Dealing with Dark Days


Living in the 21st century can be really tough, especially when it comes to mental health. There is a stigma about mental health and how it is percieved in todays world. However, my view on it is very different.

I was diagnosed with depression when I was sixteen years old, though I feel like I should have been diagnosed much earlier in my life. I did not understand at the time what I was feeling- one day I was good and happy while the next day I could not even get out of bed. I felt like there was a dark cloud hovering over my body. I felt sick to my stomach and my migraines were horrible. I had no motivation to do anything... I just wanted to stay in bed and cry. At the time, my parents were concerned to see me in this state. Originally, I went in to go see someone about my mild A.D.D. but from the checklist that was given to me, I marked stuff that I was feeling. (i.e. low self-esteem, unhappiness, emotionally unstable, suicidal even). From there, my counselor let my parents know about her concerns from what she had learned about me.

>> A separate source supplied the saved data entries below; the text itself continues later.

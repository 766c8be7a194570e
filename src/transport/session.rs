//! Transport session state machine
//!
//! `new -> negotiating -> connected -> {disconnected, failed, closed}`.
//! `closed` is only entered through [`TransportSession::close`]; failures
//! reported by the connectivity layer land in `disconnected` or `failed`.

use super::peer::{ChannelOptions, Connectivity, LinkRequest, PeerConnector, PeerEvents, PeerLink};
use super::signaling::Signaling;
use crate::config::AssistantConfig;
use crate::{Result, VoxError};
use std::sync::Arc;
use std::time::Duration;
use tracing::{debug, info, warn};

/// Lifecycle state of a transport session
#[derive(Clone, Copy, Debug, PartialEq, Eq)]
pub enum SessionState {
    New,
    Negotiating,
    Connected,
    Disconnected,
    Failed,
    Closed,
}

impl SessionState {
    /// Whether the session can carry messages
    pub fn is_connected(&self) -> bool {
        matches!(self, SessionState::Connected)
    }

    /// States the session does not leave on its own
    pub fn is_terminal(&self) -> bool {
        matches!(self, SessionState::Failed | SessionState::Closed)
    }
}

impl std::fmt::Display for SessionState {
    fn fmt(&self, f: &mut std::fmt::Formatter<'_>) -> std::fmt::Result {
        let name = match self {
            SessionState::New => "new",
            SessionState::Negotiating => "negotiating",
            SessionState::Connected => "connected",
            SessionState::Disconnected => "disconnected",
            SessionState::Failed => "failed",
            SessionState::Closed => "closed",
        };
        write!(f, "{}", name)
    }
}

/// Negotiation parameters taken from the assistant configuration
#[derive(Clone, Debug)]
pub struct NegotiationOptions {
    pub ice_servers: Vec<String>,
    pub channel: ChannelOptions,
    pub capture_audio: bool,
    pub ice_gathering_timeout: Duration,
}

impl From<&AssistantConfig> for NegotiationOptions {
    fn from(config: &AssistantConfig) -> Self {
        Self {
            ice_servers: config.channel.ice_servers.clone(),
            channel: ChannelOptions::from(&config.channel),
            capture_audio: config.channel.capture_audio,
            ice_gathering_timeout: config.retry.ice_gathering_timeout(),
        }
    }
}

/// One established (or establishing) peer session
pub struct TransportSession {
    link: Arc<dyn PeerLink>,
    state: SessionState,
    channel: ChannelOptions,
}

impl TransportSession {
    /// Run the full negotiation and hand back the session with its events
    pub async fn negotiate(
        connector: &dyn PeerConnector,
        signaling: &dyn Signaling,
        options: &NegotiationOptions,
    ) -> Result<(Self, PeerEvents)> {
        let credential = signaling.fetch_credential().await?;
        if credential.is_expired() {
            return Err(VoxError::ExternalService(
                "Session credential already expired".to_string(),
            ));
        }

        let (link, events) = connector
            .connect(LinkRequest {
                ice_servers: options.ice_servers.clone(),
                credential: credential.value.clone(),
            })
            .await?;
        let mut session = Self {
            link,
            state: SessionState::New,
            channel: options.channel.clone(),
        };
        session.transition(SessionState::Negotiating);

        match session.run_offer(signaling, &credential, options).await {
            Ok(()) => Ok((session, events)),
            Err(e) => {
                warn!("Negotiation failed: {}", e);
                session.link.close().await;
                session.transition(SessionState::Failed);
                Err(e)
            }
        }
    }

    async fn run_offer(
        &self,
        signaling: &dyn Signaling,
        credential: &super::signaling::SessionCredential,
        options: &NegotiationOptions,
    ) -> Result<()> {
        if options.capture_audio {
            if let Err(e) = self.link.add_local_audio().await {
                warn!("Audio capture unavailable, continuing data-only: {}", e);
            }
        }

        // The channel must exist before the offer so it opens with the session
        self.link.create_channel(&self.channel).await?;

        let Some(_initial) = self.link.create_offer().await? else {
            debug!("Link needs no offer exchange");
            return Ok(());
        };

        if tokio::time::timeout(
            options.ice_gathering_timeout,
            self.link.ice_gathering_complete(),
        )
        .await
        .is_err()
        {
            warn!(
                "ICE gathering did not finish within {:?}, sending partial candidates",
                options.ice_gathering_timeout
            );
        }

        let offer = self.link.local_description().await?;
        let answer = signaling.exchange(credential, &offer).await?;
        self.link.apply_answer(answer).await?;
        debug!("Remote answer applied");
        Ok(())
    }

    pub fn state(&self) -> SessionState {
        self.state
    }

    /// Feed a connectivity report; returns the new state when it changed
    pub fn on_connectivity(&mut self, connectivity: Connectivity) -> Option<SessionState> {
        if self.state == SessionState::Closed {
            return None;
        }
        let next = match connectivity {
            Connectivity::Connected | Connectivity::Completed => SessionState::Connected,
            Connectivity::Disconnected | Connectivity::Closed => SessionState::Disconnected,
            Connectivity::Failed => SessionState::Failed,
            Connectivity::New | Connectivity::Checking => return None,
        };
        if next == self.state {
            None
        } else {
            self.transition(next);
            Some(next)
        }
    }

    /// Send one text frame on the message channel
    pub fn send(&self, text: &str) -> Result<()> {
        if self.state == SessionState::Closed {
            return Err(VoxError::Transport("Session is closed".to_string()));
        }
        self.link.send(text)
    }

    /// Re-create the message channel on the existing link
    pub async fn reopen_channel(&self) -> Result<()> {
        if self.state.is_terminal() {
            return Err(VoxError::Transport(format!(
                "Cannot reopen channel on a {} session",
                self.state
            )));
        }
        self.link.create_channel(&self.channel).await
    }

    /// Deliberate local teardown
    pub async fn close(&mut self) {
        if self.state == SessionState::Closed {
            return;
        }
        self.link.close().await;
        self.transition(SessionState::Closed);
    }

    fn transition(&mut self, next: SessionState) {
        info!("Transport session {} -> {}", self.state, next);
        self.state = next;
    }
}

#[cfg(test)]
mod tests {
    use super::*;
    use crate::transport::loopback::{LoopbackConnector, LoopbackSignaling};
    use crate::transport::peer::PeerEvent;

    fn options() -> NegotiationOptions {
        NegotiationOptions::from(&AssistantConfig::default())
    }

    #[tokio::test]
    async fn test_negotiation_creates_channel_before_offer() {
        let connector = LoopbackConnector::new();
        let (session, mut events) =
            TransportSession::negotiate(&connector, &LoopbackSignaling::new(), &options())
                .await
                .unwrap();
        assert_eq!(session.state(), SessionState::Negotiating);

        let remote = connector.remote().unwrap();
        assert_eq!(remote.calls(), vec!["audio", "channel", "offer", "answer"]);
        assert_eq!(events.recv().await, Some(PeerEvent::Connectivity(Connectivity::Connected)));
        assert_eq!(events.recv().await, Some(PeerEvent::ChannelOpen));
    }

    #[tokio::test]
    async fn test_media_failure_is_not_fatal() {
        let connector = LoopbackConnector::new();
        connector.deny_audio(true);
        let result =
            TransportSession::negotiate(&connector, &LoopbackSignaling::new(), &options()).await;
        assert!(result.is_ok());
    }

    #[tokio::test(start_paused = true)]
    async fn test_ice_gathering_timeout_continues() {
        let connector = LoopbackConnector::new();
        connector.stall_ice_gathering(true);
        let result =
            TransportSession::negotiate(&connector, &LoopbackSignaling::new(), &options()).await;
        assert!(result.is_ok());
        assert!(connector.remote().unwrap().calls().contains(&"answer"));
    }

    #[tokio::test]
    async fn test_failed_connect_is_error() {
        let connector = LoopbackConnector::new();
        connector.fail_next(1);
        let result =
            TransportSession::negotiate(&connector, &LoopbackSignaling::new(), &options()).await;
        assert!(matches!(result, Err(VoxError::Transport(_))));
        assert_eq!(connector.attempts(), 1);
    }

    #[tokio::test]
    async fn test_connectivity_transitions() {
        let connector = LoopbackConnector::new();
        let (mut session, _events) =
            TransportSession::negotiate(&connector, &LoopbackSignaling::new(), &options())
                .await
                .unwrap();

        assert_eq!(session.on_connectivity(Connectivity::Checking), None);
        assert_eq!(
            session.on_connectivity(Connectivity::Connected),
            Some(SessionState::Connected)
        );
        assert_eq!(session.on_connectivity(Connectivity::Completed), None);
        assert_eq!(
            session.on_connectivity(Connectivity::Disconnected),
            Some(SessionState::Disconnected)
        );

        session.close().await;
        assert_eq!(session.state(), SessionState::Closed);
        assert_eq!(session.on_connectivity(Connectivity::Failed), None);
        assert!(session.send("{}").is_err());
    }
}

I never could comprehend those feelings, but I also did not want to talk to anyone about it. I felt ashamed and insecure, vulnerable even. How could I approach my parents about the emotions I was feeling and how would they react. Would they have believed me. Those thoughts were circuiting my brain as I tried to tell them more about it. I continued the therapy up until I graduated high school. And to be honest, that was surprising. Graduating high school at least. I started to give up on myself. I felt like I could not succeed and that I was just a failure when in my parents eyes, I was not. I had missed so many days of school because I could not muster up the courage to face all my classmates, let alone get out of bed.

I was not myself. I would cry myself to sleep because I felt worthless. There were nights where my mom would sleep in my room to make me feel safe due to reasons that will be explained later in a whole other post. I was just so unhappy with myself- my mental health, my physique, just everything.

My counselor recommended medications that were later prescribed to help get me to sleep as well as anti-depressants. At one point when taking them I started to hallucinate and boy was that scary! One moment I was fine, sitting in my sisters bedroom, the next I was just a sobbing mess telling things to get away from me. I don't remember what I hallucinated, I only know what my mother told me and apparently I saw little mushrooms talking to each other and going into their homes. It was very strange to say the least.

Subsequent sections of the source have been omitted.